Юрий Кошеленко: «Связи с группой
Тимофеева днем у нас не было, база тоже не могла с ними связаться, мы это
объясняли препятствием северного гребня, протянувшегося между нами. Общее
возбуждение нарастало, это чувство соединяло в себе и стремление в этот день
быть рядом с ними, и надежду на успех, и волнение за их судьбы, и осознание
приближающейся развязки. Облака укрывали всю долину ниже 6000 метров, и Глеб
вновь пустился в рассуждения о таком поведении муссона, когда он приходит, но
еще не решается подняться высоко, внизу снег, непогода, а на 8 тысячах
безветренно и тепло. И не забывал повторять, что последние дни этого сезона
сильно напоминают ему подобную ситуацию».
Леша работал в кошках — их острыми зубьями можно было зацепиться
за шероховатые скалы. Руками он нащупывал выступы, держась за которые можно
было переместиться вверх... И он это сделал, но совсем недалеко.
Во второй раз пролез чуть дальше, и — снова вниз.
Дубль третий... Нужно, нужно пролезть эту скалу, тогда выше можно
будет найти место и забить крюк, и закрепить на нем веревку, и продолжить
подъем.
Леша не должен ошибиться.
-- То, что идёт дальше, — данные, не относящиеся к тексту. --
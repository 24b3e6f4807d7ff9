pub mod git_repository;
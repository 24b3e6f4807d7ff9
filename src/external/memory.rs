//! In-memory repository
//!
//! A fake commit graph implementing [`GitRepository`], so resolution and
//! scanning can run without a git binary or an on-disk repository.

use super::git::{BranchScope, CommitDetails, CommitHash, GitError, GitRepository, MergeHistoryEntry};
use async_trait::async_trait;
use chrono::{DateTime, FixedOffset};
use std::collections::{HashMap, HashSet};

#[derive(Debug, Clone)]
struct FakeCommit {
    parents: Vec<CommitHash>,
    committer_date: DateTime<FixedOffset>,
}

/// Builder-style fake history
///
/// ```rust
/// use merged_branches::external::InMemoryRepository;
///
/// let repo = InMemoryRepository::new()
///     .commit("a", &[], "2024-01-01T00:00:00Z")
///     .commit("tipx", &["a"], "2024-02-01T00:00:00Z")
///     .commit("m1", &["a", "tipx"], "2024-03-01T00:00:00Z")
///     .branch("refs/heads/main", "m1")
///     .branch("refs/heads/x", "tipx");
/// ```
#[derive(Debug, Clone, Default)]
pub struct InMemoryRepository {
    commits: HashMap<CommitHash, FakeCommit>,
    refs: Vec<(String, CommitHash)>,
    dangling: Vec<String>,
}

impl InMemoryRepository {
    pub fn new() -> Self {
        Self::default()
    }

    /// Add a commit. Panics on an invalid RFC 3339 date, which is a bug in the fixture.
    pub fn commit(mut self, id: &str, parents: &[&str], committer_date: &str) -> Self {
        let committer_date = DateTime::parse_from_rfc3339(committer_date)
            .unwrap_or_else(|e| panic!("invalid fixture date '{committer_date}': {e}"));
        self.commits.insert(
            id.to_string(),
            FakeCommit {
                parents: parents.iter().map(|p| p.to_string()).collect(),
                committer_date,
            },
        );
        self
    }

    /// Point a full ref name (`refs/heads/..` or `refs/remotes/..`) at a commit
    pub fn branch(mut self, full_ref: &str, tip: &str) -> Self {
        self.refs.retain(|(name, _)| name != full_ref);
        self.refs.push((full_ref.to_string(), tip.to_string()));
        self
    }

    /// A ref that is still listed as merged but can no longer be resolved
    pub fn dangling_branch(mut self, full_ref: &str) -> Self {
        self.dangling.push(full_ref.to_string());
        self
    }

    fn lookup(&self, reference: &str) -> Option<&CommitHash> {
        let candidates = [
            reference.to_string(),
            format!("refs/heads/{reference}"),
            format!("refs/remotes/{reference}"),
        ];
        for candidate in &candidates {
            if self.dangling.contains(candidate) {
                return None;
            }
            if let Some((_, tip)) = self.refs.iter().find(|(name, _)| name == candidate) {
                return Some(tip);
            }
        }
        self.commits.get_key_value(reference).map(|(id, _)| id)
    }

    fn ancestry(&self, start: &str) -> Vec<CommitHash> {
        let mut seen = HashSet::new();
        let mut stack = vec![start.to_string()];
        let mut order = Vec::new();

        while let Some(id) = stack.pop() {
            if !seen.insert(id.clone()) {
                continue;
            }
            if let Some(commit) = self.commits.get(&id) {
                stack.extend(commit.parents.iter().cloned());
            }
            order.push(id);
        }

        // Newest first, like a default history walk
        order.sort_by(|a, b| self.date_of(b).cmp(&self.date_of(a)).then_with(|| a.cmp(b)));
        order
    }

    fn date_of(&self, id: &str) -> Option<DateTime<FixedOffset>> {
        self.commits.get(id).map(|c| c.committer_date)
    }

    fn resolve(&self, reference: &str) -> Result<CommitHash, GitError> {
        self.lookup(reference)
            .cloned()
            .ok_or_else(|| GitError::ReferenceNotFound {
                reference: reference.to_string(),
            })
    }
}

#[async_trait]
impl GitRepository for InMemoryRepository {
    async fn verify_repository(&self) -> Result<(), GitError> {
        Ok(())
    }

    async fn merged_branches(
        &self,
        target: &str,
        scope: BranchScope,
    ) -> Result<Vec<String>, GitError> {
        let target = self.resolve(target)?;
        let reachable: HashSet<CommitHash> = self.ancestry(&target).into_iter().collect();
        let namespace = match scope {
            BranchScope::Local => "refs/heads/",
            BranchScope::Remote => "refs/remotes/",
        };

        let mut merged: Vec<String> = self
            .refs
            .iter()
            .filter(|(name, tip)| name.starts_with(namespace) && reachable.contains(tip))
            .map(|(name, _)| name.clone())
            .chain(
                self.dangling
                    .iter()
                    .filter(|name| name.starts_with(namespace))
                    .cloned(),
            )
            .collect();
        merged.sort();
        Ok(merged)
    }

    async fn resolve_commit(&self, reference: &str) -> Result<CommitHash, GitError> {
        self.resolve(reference)
    }

    async fn merge_commits(&self, reference: &str) -> Result<Vec<MergeHistoryEntry>, GitError> {
        let start = self.resolve(reference)?;
        Ok(self
            .ancestry(&start)
            .into_iter()
            .filter_map(|id| {
                let commit = self.commits.get(&id)?;
                (commit.parents.len() >= 2).then(|| MergeHistoryEntry {
                    commit: id.clone(),
                    parents: commit.parents.clone(),
                })
            })
            .collect())
    }

    async fn commit_details(&self, commit: &str) -> Result<CommitDetails, GitError> {
        let fake = self
            .commits
            .get(commit)
            .ok_or_else(|| GitError::ReferenceNotFound {
                reference: commit.to_string(),
            })?;
        Ok(CommitDetails {
            committer_date: fake.committer_date,
            short_id: commit.chars().take(7).collect(),
        })
    }
}
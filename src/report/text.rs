use crate::merge::ScanReport;
use chrono::{DateTime, Utc};
use std::fmt::Write;

const DATE_HEADER: &str = "Merge date";
const BRANCH_HEADER: &str = "Branch";
const COMMIT_HEADER: &str = "Commit";

/// Plain-text table: header, one row per merged branch, footer with counts
pub fn render(report: &ScanReport, generated_at: DateTime<Utc>) -> String {
    let mut out = String::new();

    let _ = writeln!(
        out,
        "Branches merged into '{}' ({})",
        report.main_branch, report.scope
    );
    let _ = writeln!(out, "Generated: {}", generated_at.format("%Y-%m-%d %H:%M:%S UTC"));
    out.push('\n');

    if report.is_empty() {
        out.push_str("No merged branches found.\n");
    } else {
        let rows: Vec<(String, &str, &str)> = report
            .branches
            .iter()
            .map(|record| {
                (
                    record.merge_date.format("%Y-%m-%d").to_string(),
                    record.branch_name.as_str(),
                    record.commit_id.as_str(),
                )
            })
            .collect();

        let date_width = DATE_HEADER.len().max(10);
        let branch_width = rows
            .iter()
            .map(|(_, branch, _)| branch.chars().count())
            .chain(std::iter::once(BRANCH_HEADER.len()))
            .max()
            .unwrap_or(BRANCH_HEADER.len());
        let commit_width = rows
            .iter()
            .map(|(_, _, commit)| commit.len())
            .chain(std::iter::once(COMMIT_HEADER.len()))
            .max()
            .unwrap_or(COMMIT_HEADER.len());

        let _ = writeln!(
            out,
            "{DATE_HEADER:<date_width$}  {BRANCH_HEADER:<branch_width$}  {COMMIT_HEADER}"
        );
        let _ = writeln!(
            out,
            "{}  {}  {}",
            "-".repeat(date_width),
            "-".repeat(branch_width),
            "-".repeat(commit_width)
        );
        for (date, branch, commit) in &rows {
            let _ = writeln!(out, "{date:<date_width$}  {branch:<branch_width$}  {commit}");
        }
    }

    if !report.skipped.is_empty() {
        out.push('\n');
        out.push_str("Skipped:\n");
        for skipped in &report.skipped {
            let _ = writeln!(out, "  {}: {}", skipped.branch, skipped.reason);
        }
    }

    out.push('\n');
    let _ = writeln!(
        out,
        "{} merged branch(es), {} skipped",
        report.branches.len(),
        report.skipped.len()
    );
    out
}
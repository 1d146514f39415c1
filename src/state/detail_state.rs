//! Detail page state definitions

use std::fmt;

/// Lifecycle of a single book detail page
#[derive(Debug, Clone, Copy, PartialEq, Eq, Hash)]
pub enum DetailState {
    /// Discovered on a listing page and waiting in the frontier
    Queued,

    /// Request in flight (including retries)
    Fetching,

    /// Markup received, record being extracted
    Parsing,

    /// Record extracted and handed to the sink
    Emitted,

    /// Fetch failed, record malformed, or record was a duplicate
    Skipped,
}

impl DetailState {
    /// Returns true if no further processing happens in this state
    pub fn is_terminal(&self) -> bool {
        matches!(self, Self::Emitted | Self::Skipped)
    }

    /// Returns true if moving from `self` to `next` is a legal step
    ///
    /// Skipping is allowed from every active state: a page can be dropped
    /// before its fetch (cancellation), after it (fetch failure) or after
    /// parsing (defect or duplicate).
    pub fn can_transition_to(&self, next: DetailState) -> bool {
        matches!(
            (self, next),
            (Self::Queued, Self::Fetching)
                | (Self::Fetching, Self::Parsing)
                | (Self::Parsing, Self::Emitted)
                | (Self::Queued | Self::Fetching | Self::Parsing, Self::Skipped)
        )
    }

    pub fn as_str(&self) -> &'static str {
        match self {
            Self::Queued => "queued",
            Self::Fetching => "fetching",
            Self::Parsing => "parsing",
            Self::Emitted => "emitted",
            Self::Skipped => "skipped",
        }
    }
}

impl fmt::Display for DetailState {
    fn fmt(&self, f: &mut fmt::Formatter<'_>) -> fmt::Result {
        f.write_str(self.as_str())
    }
}
//! Detail page frontier
//!
//! Holds detail URLs that have been discovered but not yet handed to a
//! worker, plus the set of every URL ever accepted. A URL enters the queue
//! at most once for the lifetime of the crawl.

use crate::url::normalize_url;
use std::collections::{HashSet, VecDeque};
use url::Url;

/// FIFO queue of pending detail URLs with insert-if-absent semantics
#[derive(Debug, Default)]
pub struct Frontier {
    /// URLs waiting to be fetched, in discovery order
    pending: VecDeque<Url>,

    /// Normalized form of every URL ever pushed
    seen: HashSet<String>,
}

impl Frontier {
    pub fn new() -> Self {
        Self::default()
    }

    /// Queues a URL unless an equivalent one was queued before
    ///
    /// # Returns
    ///
    /// * `true` - The URL is new and was queued
    /// * `false` - The URL (after normalization) was already seen
    pub fn push(&mut self, url: Url) -> bool {
        let key = normalize_url(&url);
        if !self.seen.insert(key.to_string()) {
            return false;
        }
        self.pending.push_back(key);
        true
    }

    /// Takes the oldest pending URL
    pub fn pop(&mut self) -> Option<Url> {
        self.pending.pop_front()
    }

    /// Number of URLs waiting to be fetched
    pub fn len(&self) -> usize {
        self.pending.len()
    }

    pub fn is_empty(&self) -> bool {
        self.pending.is_empty()
    }

    /// Number of distinct URLs accepted so far
    pub fn seen(&self) -> usize {
        self.seen.len()
    }

    /// Drops all pending URLs; the seen set is kept
    pub fn clear_pending(&mut self) -> usize {
        let dropped = self.pending.len();
        self.pending.clear();
        dropped
    }
}

#[cfg(test)]
mod tests {
    use super::*;

    fn url(s: &str) -> Url {
        Url::parse(s).unwrap()
    }

    #[test]
    fn test_fifo_order() {
        let mut frontier = Frontier::new();
        frontier.push(url("https://example.com/b"));
        frontier.push(url("https://example.com/a"));

        assert_eq!(frontier.pop().unwrap().as_str(), "https://example.com/b");
        assert_eq!(frontier.pop().unwrap().as_str(), "https://example.com/a");
        assert!(frontier.pop().is_none());
    }

    #[test]
    fn test_duplicate_rejected() {
        let mut frontier = Frontier::new();
        assert!(frontier.push(url("https://example.com/a_1/index.html")));
        assert!(!frontier.push(url("https://example.com/a_1/index.html")));
        assert_eq!(frontier.len(), 1);
        assert_eq!(frontier.seen(), 1);
    }

    #[test]
    fn test_equivalent_urls_deduplicated() {
        let mut frontier = Frontier::new();
        assert!(frontier.push(url("https://example.com/catalogue/a_1/index.html")));
        assert!(!frontier.push(url("https://example.com/catalogue/a_1/index.html#reviews")));
        assert!(!frontier.push(url("https://example.com/catalogue/x/../a_1/index.html")));
        assert_eq!(frontier.len(), 1);
    }

    #[test]
    fn test_visited_url_not_requeued_after_pop() {
        let mut frontier = Frontier::new();
        frontier.push(url("https://example.com/a"));
        frontier.pop();

        assert!(!frontier.push(url("https://example.com/a")));
        assert!(frontier.is_empty());
    }

    #[test]
    fn test_clear_pending_keeps_seen() {
        let mut frontier = Frontier::new();
        frontier.push(url("https://example.com/a"));
        frontier.push(url("https://example.com/b"));

        assert_eq!(frontier.clear_pending(), 2);
        assert!(frontier.is_empty());
        assert_eq!(frontier.seen(), 2);
    }
}
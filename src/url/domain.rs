use url::Url;

/// Extracts the lowercase host of a URL
///
/// # Examples
///
/// ```
/// use url::Url;
/// use bookcrawl::url::extract_domain;
///
/// let url = Url::parse("https://Books.ToScrape.com/index.html").unwrap();
/// assert_eq!(extract_domain(&url), Some("books.toscrape.com".to_string()));
/// ```
pub fn extract_domain(url: &Url) -> Option<String> {
    url.host_str().map(|h| h.to_lowercase())
}

/// Checks if a host matches an allowlist pattern
///
/// "example.com" matches only itself. "*.example.com" matches the bare
/// domain and any subdomain depth below it.
pub fn matches_wildcard(pattern: &str, host: &str) -> bool {
    match pattern.strip_prefix("*.") {
        Some(base) => {
            host == base
                || host
                    .strip_suffix(base)
                    .is_some_and(|prefix| prefix.ends_with('.'))
        }
        None => host == pattern,
    }
}

/// Returns true if the URL's host is covered by one of the allowlist patterns
///
/// URLs without a host are never allowed.
pub fn is_allowed(url: &Url, allowed_domains: &[String]) -> bool {
    match extract_domain(url) {
        Some(host) => allowed_domains
            .iter()
            .any(|pattern| matches_wildcard(pattern, &host)),
        None => false,
    }
}
//! State module for tracking crawl progress
//!
//! Two small state machines describe where a page is in the traversal:
//!
//! - `ListingState`: the sequential chain of catalog listing pages
//!   (`Fetching → Parsing → Advancing | Done | Truncated`)
//! - `DetailState`: one book detail page
//!   (`Queued → Fetching → Parsing → Emitted | Skipped`)

mod detail_state;
mod listing_state;

pub use detail_state::DetailState;
pub use listing_state::ListingState;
Они страховали его веревкой и удержали
бы, если бы он сорвался. Однако это однозначно означало бы трагедию и конец их
подъема: он бы не разбился, но без медицинской помощи было бы не обойтись, и
они стали бы спускать его вниз, а что это такое на восьмитысячной высоте...
Они не слышат тяжелого дыхания Алексея, как не слышат скрежета
железных кошек, вгрызающихся в каменную твердь. Все звуки сейчас — это
яростный, на все лады свист ветра. Сергей, Петя и Женя ничем не могут помочь
Леше. Они ждут.
Кажется, еще немного — и они эту напряженность не выдержат. Но
если сдадут нервы — что тогда? Повернуть назад? Но восемь тысяч метров за
ними... Нет, это просто невозможно.
Только вперед!
Тимофеев отворачивается, он не в силах следить за тем, что делает
Болотов. Он смотрит на Эверест. А тот мрачен и зловещ. И даже солнце на
черно-фиолетовом небе не греет и не подбадривает их.